The Financial Industry Regulatory Authority collected $61 million in fines last year, a 6% dip from $65 million collected in 2017. The broker-dealer self-regulator allocated $9.7 million of the 2018 fine money to overhaul its registration and disclosure programs, including the Central Registration Depository system, and to launch its new Securities Industry Essentials exam.

This is the second year that FINRA has shared how its fine monies are spent.

“It’s good to see that FINRA is continuing with the transparency that it established last year,” Brian Rubin, partner at Eversheds Sutherland, told ThinkAdvisor on Thursday. “I’m sure firms will be heartened to see that FINRA is using fines, in part, to help firms comply with rules and to educate investors. Firms may, however, question FINRA using fines to pay for enforcement tools that may help FINRA bring more cases and assess higher fines.”

(Related: FINRA Launches New Fintech Office)

 

The FINRA Board determined that there were $81.1 million in fines-eligible expenditures in 2018.

“Because the total of fines-eligible expenditures exceeded the amount of fines issued in 2018, the balance of $20.1 million was funded from FINRA’s reserves,” the regulator said.

FINRA said that it uses fine money on capital initiatives or nonrecurring strategic expenditures that promote more effective and efficient regulatory oversight by FINRA — including leveraging technology and data in a secure manner or to improve BDs’ compliance as well as on education and training.

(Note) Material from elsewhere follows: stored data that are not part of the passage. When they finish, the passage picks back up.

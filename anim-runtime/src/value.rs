//! # Value 模块
//!
//! 效果参数值。时间轴条目的 `params`、效果构造选项、上下文变量袋共用这一类型。

use glam::Vec3;
use serde::{Deserialize, Serialize};
use std::collections::BTreeMap;

/// 参数表（键有序，序列化结果稳定）
pub type Params = BTreeMap<String, ParamValue>;

/// 参数值
///
/// 序列化为无标签的 JSON 值：`true`、`0.5`、`[1.0, 2.0, 3.0]`、`"step/grass"`。
#[derive(Debug, Clone, PartialEq, Serialize, Deserialize)]
#[serde(untagged)]
pub enum ParamValue {
    /// 布尔值
    Bool(bool),
    /// 数值
    Number(f64),
    /// 三维向量
    Vector(Vec3),
    /// 字符串
    Text(String),
}

impl ParamValue {
    pub fn as_f64(&self) -> Option<f64> {
        match self {
            Self::Number(n) => Some(*n),
            _ => None,
        }
    }

    pub fn as_f32(&self) -> Option<f32> {
        self.as_f64().map(|n| n as f32)
    }

    pub fn as_bool(&self) -> Option<bool> {
        match self {
            Self::Bool(b) => Some(*b),
            _ => None,
        }
    }

    pub fn as_str(&self) -> Option<&str> {
        match self {
            Self::Text(s) => Some(s),
            _ => None,
        }
    }

    pub fn as_vec3(&self) -> Option<Vec3> {
        match self {
            Self::Vector(v) => Some(*v),
            _ => None,
        }
    }

    /// 类型名称（用于错误信息）
    pub fn type_name(&self) -> &'static str {
        match self {
            Self::Bool(_) => "bool",
            Self::Number(_) => "number",
            Self::Vector(_) => "vector",
            Self::Text(_) => "text",
        }
    }
}

impl From<bool> for ParamValue {
    fn from(v: bool) -> Self {
        Self::Bool(v)
    }
}

impl From<f64> for ParamValue {
    fn from(v: f64) -> Self {
        Self::Number(v)
    }
}

impl From<f32> for ParamValue {
    fn from(v: f32) -> Self {
        Self::Number(v as f64)
    }
}

impl From<Vec3> for ParamValue {
    fn from(v: Vec3) -> Self {
        Self::Vector(v)
    }
}

impl From<&str> for ParamValue {
    fn from(v: &str) -> Self {
        Self::Text(v.to_string())
    }
}

impl From<String> for ParamValue {
    fn from(v: String) -> Self {
        Self::Text(v)
    }
}
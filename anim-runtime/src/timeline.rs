//! # Timeline 模块
//!
//! 动画数据（AnimationData）：描述哪些效果在什么时间窗口内运行。
//!
//! ## 时间单位
//!
//! 所有时间字段均为**毫秒**，相对于时间轴开始时刻。
//!
//! ## 推导值
//!
//! 以下值都是现算的，不存储：
//! - 总时长：[`Timeline::calculate_duration`]
//! - 未解析占位符集合：[`Timeline::unresolved_placeholders`]
//!
//! 文档里显式写出的 `duration` 字段只是提示，与推导值不一致时以推导值为准。

use crate::error::{InvalidReason, TimelineError, TimelineResult};
use crate::position::PositionRef;
use crate::value::{ParamValue, Params};
use glam::Vec3;
use serde::{Deserialize, Serialize};
use std::collections::BTreeSet;

/// 时间轴效果条目
///
/// 生效窗口为 `[start_time, effective_end_time()]`（两端闭区间）。
#[derive(Debug, Clone, PartialEq, Serialize, Deserialize)]
#[serde(rename_all = "camelCase")]
pub struct TimelineEffectEntry {
    /// 条目 ID（可选，用于运行中重定向参数）
    #[serde(default, skip_serializing_if = "Option::is_none")]
    pub id: Option<String>,

    /// 效果类型 ID
    pub type_id: String,

    /// 坐标引用列表（第一个为源，其余为目标）
    #[serde(default)]
    pub positions: Vec<PositionRef>,

    /// 效果参数
    #[serde(default)]
    pub params: Params,

    /// 开始时间（毫秒）
    #[serde(default)]
    pub start_time: i64,

    /// 持续时间（毫秒）
    #[serde(default, skip_serializing_if = "Option::is_none")]
    pub duration: Option<i64>,

    /// 结束时间（毫秒），优先于 `duration`
    #[serde(default, skip_serializing_if = "Option::is_none")]
    pub end_time: Option<i64>,

    /// 编排提示：之后串行编排的条目应等待本条目窗口结束
    ///
    /// 数据模型本身不强制执行，见 [`SequenceBuilder`](crate::SequenceBuilder)。
    #[serde(default)]
    pub blocking: bool,
}

impl TimelineEffectEntry {
    /// 创建瞬时条目（开始于 0，无持续时间）
    pub fn new(type_id: impl Into<String>) -> Self {
        Self {
            id: None,
            type_id: type_id.into(),
            positions: Vec::new(),
            params: Params::new(),
            start_time: 0,
            duration: None,
            end_time: None,
            blocking: false,
        }
    }

    pub fn with_id(mut self, id: impl Into<String>) -> Self {
        self.id = Some(id.into());
        self
    }

    /// 追加固定坐标
    pub fn at(mut self, position: Vec3) -> Self {
        self.positions.push(PositionRef::Fixed(position));
        self
    }

    /// 追加占位符坐标
    pub fn with_placeholder(mut self, name: impl Into<String>) -> Self {
        self.positions.push(PositionRef::Placeholder(name.into()));
        self
    }

    pub fn with_param(mut self, name: impl Into<String>, value: impl Into<ParamValue>) -> Self {
        self.params.insert(name.into(), value.into());
        self
    }

    pub fn starting_at(mut self, start_time: i64) -> Self {
        self.start_time = start_time;
        self
    }

    pub fn lasting(mut self, duration: i64) -> Self {
        self.duration = Some(duration);
        self
    }

    pub fn ending_at(mut self, end_time: i64) -> Self {
        self.end_time = Some(end_time);
        self
    }

    pub fn blocking(mut self) -> Self {
        self.blocking = true;
        self
    }

    /// 实际结束时间
    ///
    /// `end_time` 优先；否则 `start_time + duration`；都没有时为瞬时条目（结束于开始时刻）。
    pub fn effective_end_time(&self) -> i64 {
        self.end_time
            .unwrap_or_else(|| self.start_time.saturating_add(self.duration.unwrap_or(0)))
    }

    /// 在时刻 `t` 是否处于生效窗口
    pub fn is_active_at(&self, t: i64) -> bool {
        self.start_time <= t && t <= self.effective_end_time()
    }

    /// 是否仍含占位符
    pub fn has_placeholders(&self) -> bool {
        self.positions.iter().any(PositionRef::is_placeholder)
    }
}

/// 时间轴（AnimationData）
#[derive(Debug, Clone, PartialEq, Serialize, Deserialize)]
#[serde(rename_all = "camelCase")]
pub struct Timeline {
    /// 动画名称
    pub name: String,

    /// 效果条目（顺序即同一帧内的求值顺序）
    pub effects: Vec<TimelineEffectEntry>,

    /// 模板声明的占位符名称
    #[serde(default, skip_serializing_if = "Option::is_none")]
    pub placeholders: Option<Vec<String>>,

    /// 是否无限循环
    #[serde(default, rename = "loop", skip_serializing_if = "std::ops::Not::not")]
    pub looping: bool,

    /// 播放次数（含第一次）；`loop` 为 true 时忽略
    #[serde(default, skip_serializing_if = "Option::is_none")]
    pub repeat: Option<u32>,

    /// 文档中存储的时长提示（毫秒），不参与任何计算
    #[serde(default, skip_serializing_if = "Option::is_none")]
    pub duration: Option<i64>,

    /// 服务端下发的时间轴，只含固定坐标
    #[serde(default, skip_serializing_if = "std::ops::Not::not")]
    pub server_sourced: bool,
}

impl Timeline {
    /// 创建时间轴
    pub fn new(name: impl Into<String>, effects: Vec<TimelineEffectEntry>) -> Self {
        Self {
            name: name.into(),
            effects,
            placeholders: None,
            looping: false,
            repeat: None,
            duration: None,
            server_sourced: false,
        }
    }

    /// 从 JSON 文档解析
    pub fn from_json(json: &str) -> TimelineResult<Self> {
        Ok(serde_json::from_str(json)?)
    }

    /// 序列化为 JSON 文档
    pub fn to_json_pretty(&self) -> TimelineResult<String> {
        Ok(serde_json::to_string_pretty(self)?)
    }

    /// 推导总时长（毫秒）
    ///
    /// 所有条目实际结束时间的最大值；没有条目时为 0。
    pub fn calculate_duration(&self) -> i64 {
        self.effects
            .iter()
            .map(TimelineEffectEntry::effective_end_time)
            .max()
            .unwrap_or(0)
            .max(0)
    }

    /// 存储的时长提示与推导值不一致时返回 `(stored, derived)`
    pub fn duration_mismatch(&self) -> Option<(i64, i64)> {
        let derived = self.calculate_duration();
        match self.duration {
            Some(stored) if stored != derived => Some((stored, derived)),
            _ => None,
        }
    }

    /// 所有仍被引用的占位符名称（有序）
    pub fn unresolved_placeholders(&self) -> BTreeSet<&str> {
        self.effects
            .iter()
            .flat_map(|e| e.positions.iter())
            .filter_map(PositionRef::placeholder_name)
            .collect()
    }

    /// 是否已绑定（不含任何占位符）
    pub fn is_bound(&self) -> bool {
        !self.effects.iter().any(TimelineEffectEntry::has_placeholders)
    }

    /// 时刻 `t` 处于生效窗口的条目（按列表顺序，附带下标）
    pub fn active_entries(&self, t: i64) -> impl Iterator<Item = (usize, &TimelineEffectEntry)> {
        self.effects
            .iter()
            .enumerate()
            .filter(move |(_, e)| e.is_active_at(t))
    }

    /// 按 ID 查找条目下标
    pub fn entry_index(&self, id: &str) -> Option<usize> {
        self.effects
            .iter()
            .position(|e| e.id.as_deref() == Some(id))
    }

    /// 派发前校验
    ///
    /// 规则：
    /// - 名称非空
    /// - 至少一个条目
    /// - 每个条目 `startTime >= 0`，`duration >= 0`
    /// - `endTime`（若有）不早于 `startTime`
    /// - 不含未解析占位符（`server_sourced` 的时间轴除外）
    pub fn validate(&self) -> TimelineResult<()> {
        let invalid = |reason| TimelineError::InvalidTimeline {
            timeline: self.name.clone(),
            reason,
        };

        if self.name.trim().is_empty() {
            return Err(invalid(InvalidReason::EmptyName));
        }

        if self.effects.is_empty() {
            return Err(invalid(InvalidReason::NoEffects));
        }

        for (index, entry) in self.effects.iter().enumerate() {
            if entry.start_time < 0 {
                return Err(invalid(InvalidReason::NegativeStartTime {
                    index,
                    start_time: entry.start_time,
                }));
            }

            if let Some(duration) = entry.duration
                && duration < 0
            {
                return Err(invalid(InvalidReason::NegativeDuration { index, duration }));
            }

            if let Some(end_time) = entry.end_time
                && end_time < entry.start_time
            {
                return Err(invalid(InvalidReason::EndBeforeStart {
                    index,
                    start_time: entry.start_time,
                    end_time,
                }));
            }
        }

        if !self.server_sourced {
            let names = self.unresolved_placeholders();
            if !names.is_empty() {
                return Err(invalid(InvalidReason::UnresolvedPlaceholders {
                    names: names.into_iter().map(str::to_string).collect(),
                }));
            }
        }

        Ok(())
    }
}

Other project spending in 2018 included:

  • $16 million to migrate various technology applications from existing FINRA-managed data centers to cloud-based platforms;
  • $11.8 million to enhance the sophisticated computer programs or “patterns” used to detect a wide variety of compliance issues and suspicious conduct across markets;
  •  $5.8 million to implement and ongoing support for the reporting of trades in Treasury securities to FINRA’s Trade Reporting and Compliance Engine, or TRACE, as well as FINRA’s surveillance of the Treasuries market;
  • $2.0 million to comply with the Consolidated Audit Trail, or CAT, the SEC-mandated system to track orders throughout their life cycle and identify the broker-dealers handling them;
  • $1.8 million on trade transparency systems;
  • $8.5 million to enhance the technology that supports the exam and risk monitoring platform;
  • $2.0 million to update tools used to manage work efficiently under the new, unified enforcement structure;
  • $1.5 million to enhance FINRA’s data analytics program on business models and industry relationships, trading activity and disciplinary history; and
  • $3.5 million was invested in various investor education programs, including enhancing BrokerCheck.